Exercise instructions: Your job is to write out each record precisely as it stands.
- - -
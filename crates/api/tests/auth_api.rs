//! HTTP-level integration tests for the `/api/auth` endpoints.
//!
//! Covers sign-up and email verification, sign-in, session revocation,
//! one-shot token consumption, password changes and account deletion.

mod common;

use axum::http::StatusCode;
use common::{
    body_json, delete_auth, expect_json, get_auth, patch_json_auth, post_auth, post_json,
    post_json_auth, signed_in_user, PASSWORD,
};
use fabula_api::mailer::MailKind;
use serde_json::json;
use sqlx::PgPool;

async fn sign_up(app: &common::TestApp, username: &str) -> String {
    let email = format!("{username}@example.com");
    let response = post_json(
        app,
        "/api/auth/sign-up",
        json!({ "username": username, "email": email, "password": PASSWORD }),
    )
    .await;
    let json = expect_json(response, StatusCode::CREATED).await;
    assert_eq!(json["is_verified"], false);
    assert!(json.get("password_hash").is_none());
    email
}

async fn sign_in(app: &common::TestApp, email: &str, password: &str) -> axum::response::Response {
    post_json(
        app,
        "/api/auth/sign-in",
        json!({ "email": email, "password": password }),
    )
    .await
}

// ---------------------------------------------------------------------------
// Sign-up and verification
// ---------------------------------------------------------------------------

/// Unverified sign-in is 403; after confirming the mailed token it succeeds.
#[sqlx::test(migrations = "../../db/migrations")]
async fn test_sign_up_verify_then_sign_in(pool: PgPool) {
    let app = common::build_test_app(pool);
    let email = sign_up(&app, "ada").await;

    let response = sign_in(&app, &email, PASSWORD).await;
    assert_eq!(response.status(), StatusCode::FORBIDDEN);

    let token = app
        .mailer
        .last_token(&email, MailKind::VerifyEmail)
        .expect("verification mail should be sent");
    let response = post_json(&app, "/api/auth/confirm-email", json!({ "token": token })).await;
    let json = expect_json(response, StatusCode::OK).await;
    assert_eq!(json["is_verified"], true);

    let response = sign_in(&app, &email, PASSWORD).await;
    let json = expect_json(response, StatusCode::OK).await;
    assert!(json["token"].is_string());
    assert!(json["expires_at"].is_string());
    assert_eq!(json["username"], "ada");
    assert_eq!(json["email"], email);
}

/// A consumed verification token cannot be used again.
#[sqlx::test(migrations = "../../db/migrations")]
async fn test_verify_token_is_one_shot(pool: PgPool) {
    let app = common::build_test_app(pool);
    let email = sign_up(&app, "bea").await;
    let token = app.mailer.last_token(&email, MailKind::VerifyEmail).unwrap();

    let first = post_json(&app, "/api/auth/confirm-email", json!({ "token": token })).await;
    assert_eq!(first.status(), StatusCode::OK);

    let second = post_json(&app, "/api/auth/confirm-email", json!({ "token": token })).await;
    assert_eq!(second.status(), StatusCode::UNAUTHORIZED);
}

#[sqlx::test(migrations = "../../db/migrations")]
async fn test_duplicate_username_or_email_conflicts(pool: PgPool) {
    let app = common::build_test_app(pool);
    sign_up(&app, "cleo").await;

    let response = post_json(
        &app,
        "/api/auth/sign-up",
        json!({ "username": "cleo", "email": "other@example.com", "password": PASSWORD }),
    )
    .await;
    assert_eq!(response.status(), StatusCode::CONFLICT);

    // Email uniqueness ignores case.
    let response = post_json(
        &app,
        "/api/auth/sign-up",
        json!({ "username": "cleo2", "email": "CLEO@example.com", "password": PASSWORD }),
    )
    .await;
    assert_eq!(response.status(), StatusCode::CONFLICT);
}

#[sqlx::test(migrations = "../../db/migrations")]
async fn test_sign_up_validation(pool: PgPool) {
    let app = common::build_test_app(pool);

    let cases = [
        json!({ "username": "ok_name", "email": "not-an-email", "password": PASSWORD }),
        json!({ "username": "no spaces", "email": "a@example.com", "password": PASSWORD }),
        json!({ "username": "ok_name", "email": "a@example.com", "password": "short" }),
        json!({ "username": "ok_name" }),
    ];
    for body in cases {
        let response = post_json(&app, "/api/auth/sign-up", body.clone()).await;
        assert_eq!(response.status(), StatusCode::BAD_REQUEST, "body: {body}");
    }
}

/// Resend always answers 204 and only mails known, unverified accounts.
#[sqlx::test(migrations = "../../db/migrations")]
async fn test_resend_verification(pool: PgPool) {
    let app = common::build_test_app(pool);
    let email = sign_up(&app, "dora").await;
    let first = app.mailer.last_token(&email, MailKind::VerifyEmail).unwrap();

    let response = post_json(
        &app,
        "/api/auth/resend-verification",
        json!({ "email": email }),
    )
    .await;
    assert_eq!(response.status(), StatusCode::NO_CONTENT);
    let second = app.mailer.last_token(&email, MailKind::VerifyEmail).unwrap();
    assert_ne!(first, second);

    // The earlier token was replaced.
    let response = post_json(&app, "/api/auth/confirm-email", json!({ "token": first })).await;
    assert_eq!(response.status(), StatusCode::UNAUTHORIZED);

    let sent = app.mailer.count();
    let response = post_json(
        &app,
        "/api/auth/resend-verification",
        json!({ "email": "nobody@example.com" }),
    )
    .await;
    assert_eq!(response.status(), StatusCode::NO_CONTENT);
    assert_eq!(app.mailer.count(), sent);
}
- - -
Expected output:
filename crates/api/tests/auth_api.rs
//! HTTP-level integration tests for the `/api/auth` endpoints.
//!
//! Covers sign-up and email verification, sign-in, session revocation,
//! one-shot token consumption, password changes and account deletion.

mod common;

use axum::http::StatusCode;
use common::{
    body_json, delete_auth, expect_json, get_auth, patch_json_auth, post_auth, post_json,
    post_json_auth, signed_in_user, PASSWORD,
};
use fabula_api::mailer::MailKind;
use serde_json::json;
use sqlx::PgPool;

async fn sign_up(app: &common::TestApp, username: &str) -> String {
    let email = format!("{username}@example.com");
    let response = post_json(
        app,
        "/api/auth/sign-up",
        json!({ "username": username, "email": email, "password": PASSWORD }),
    )
    .await;
    let json = expect_json(response, StatusCode::CREATED).await;
    assert_eq!(json["is_verified"], false);
    assert!(json.get("password_hash").is_none());
    email
}

async fn sign_in(app: &common::TestApp, email: &str, password: &str) -> axum::response::Response {
    post_json(
        app,
        "/api/auth/sign-in",
        json!({ "email": email, "password": password }),
    )
    .await
}

// ---------------------------------------------------------------------------
// Sign-up and verification
// ---------------------------------------------------------------------------

/// Unverified sign-in is 403; after confirming the mailed token it succeeds.
#[sqlx::test(migrations = "../../db/migrations")]
async fn test_sign_up_verify_then_sign_in(pool: PgPool) {
    let app = common::build_test_app(pool);
    let email = sign_up(&app, "ada").await;

    let response = sign_in(&app, &email, PASSWORD).await;
    assert_eq!(response.status(), StatusCode::FORBIDDEN);

    let token = app
        .mailer
        .last_token(&email, MailKind::VerifyEmail)
        .expect("verification mail should be sent");
    let response = post_json(&app, "/api/auth/confirm-email", json!({ "token": token })).await;
    let json = expect_json(response, StatusCode::OK).await;
    assert_eq!(json["is_verified"], true);

    let response = sign_in(&app, &email, PASSWORD).await;
    let json = expect_json(response, StatusCode::OK).await;
    assert!(json["token"].is_string());
    assert!(json["expires_at"].is_string());
    assert_eq!(json["username"], "ada");
    assert_eq!(json["email"], email);
}

/// A consumed verification token cannot be used again.
#[sqlx::test(migrations = "../../db/migrations")]
async fn test_verify_token_is_one_shot(pool: PgPool) {
    let app = common::build_test_app(pool);
    let email = sign_up(&app, "bea").await;
    let token = app.mailer.last_token(&email, MailKind::VerifyEmail).unwrap();

    let first = post_json(&app, "/api/auth/confirm-email", json!({ "token": token })).await;
    assert_eq!(first.status(), StatusCode::OK);

    let second = post_json(&app, "/api/auth/confirm-email", json!({ "token": token })).await;
    assert_eq!(second.status(), StatusCode::UNAUTHORIZED);
}

#[sqlx::test(migrations = "../../db/migrations")]
async fn test_duplicate_username_or_email_conflicts(pool: PgPool) {
    let app = common::build_test_app(pool);
    sign_up(&app, "cleo").await;

    let response = post_json(
        &app,
        "/api/auth/sign-up",
        json!({ "username": "cleo", "email": "other@example.com", "password": PASSWORD }),
    )
    .await;
    assert_eq!(response.status(), StatusCode::CONFLICT);

    // Email uniqueness ignores case.
    let response = post_json(
        &app,
        "/api/auth/sign-up",
        json!({ "username": "cleo2", "email": "CLEO@example.com", "password": PASSWORD }),
    )
    .await;
    assert_eq!(response.status(), StatusCode::CONFLICT);
}

#[sqlx::test(migrations = "../../db/migrations")]
async fn test_sign_up_validation(pool: PgPool) {
    let app = common::build_test_app(pool);

    let cases = [
        json!({ "username": "ok_name", "email": "not-an-email", "password": PASSWORD }),
        json!({ "username": "no spaces", "email": "a@example.com", "password": PASSWORD }),
        json!({ "username": "ok_name", "email": "a@example.com", "password": "short" }),
        json!({ "username": "ok_name" }),
    ];
    for body in cases {
        let response = post_json(&app, "/api/auth/sign-up", body.clone()).await;
        assert_eq!(response.status(), StatusCode::BAD_REQUEST, "body: {body}");
    }
}

/// Resend always answers 204 and only mails known, unverified accounts.
#[sqlx::test(migrations = "../../db/migrations")]
async fn test_resend_verification(pool: PgPool) {
    let app = common::build_test_app(pool);
    let email = sign_up(&app, "dora").await;
    let first = app.mailer.last_token(&email, MailKind::VerifyEmail).unwrap();

    let response = post_json(
        &app,
        "/api/auth/resend-verification",
        json!({ "email": email }),
    )
    .await;
    assert_eq!(response.status(), StatusCode::NO_CONTENT);
    let second = app.mailer.last_token(&email, MailKind::VerifyEmail).unwrap();
    assert_ne!(first, second);

    // The earlier token was replaced.
    let response = post_json(&app, "/api/auth/confirm-email", json!({ "token": first })).await;
    assert_eq!(response.status(), StatusCode::UNAUTHORIZED);

    let sent = app.mailer.count();
    let response = post_json(
        &app,
        "/api/auth/resend-verification",
        json!({ "email": "nobody@example.com" }),
    )
    .await;
    assert_eq!(response.status(), StatusCode::NO_CONTENT);
    assert_eq!(app.mailer.count(), sent);
}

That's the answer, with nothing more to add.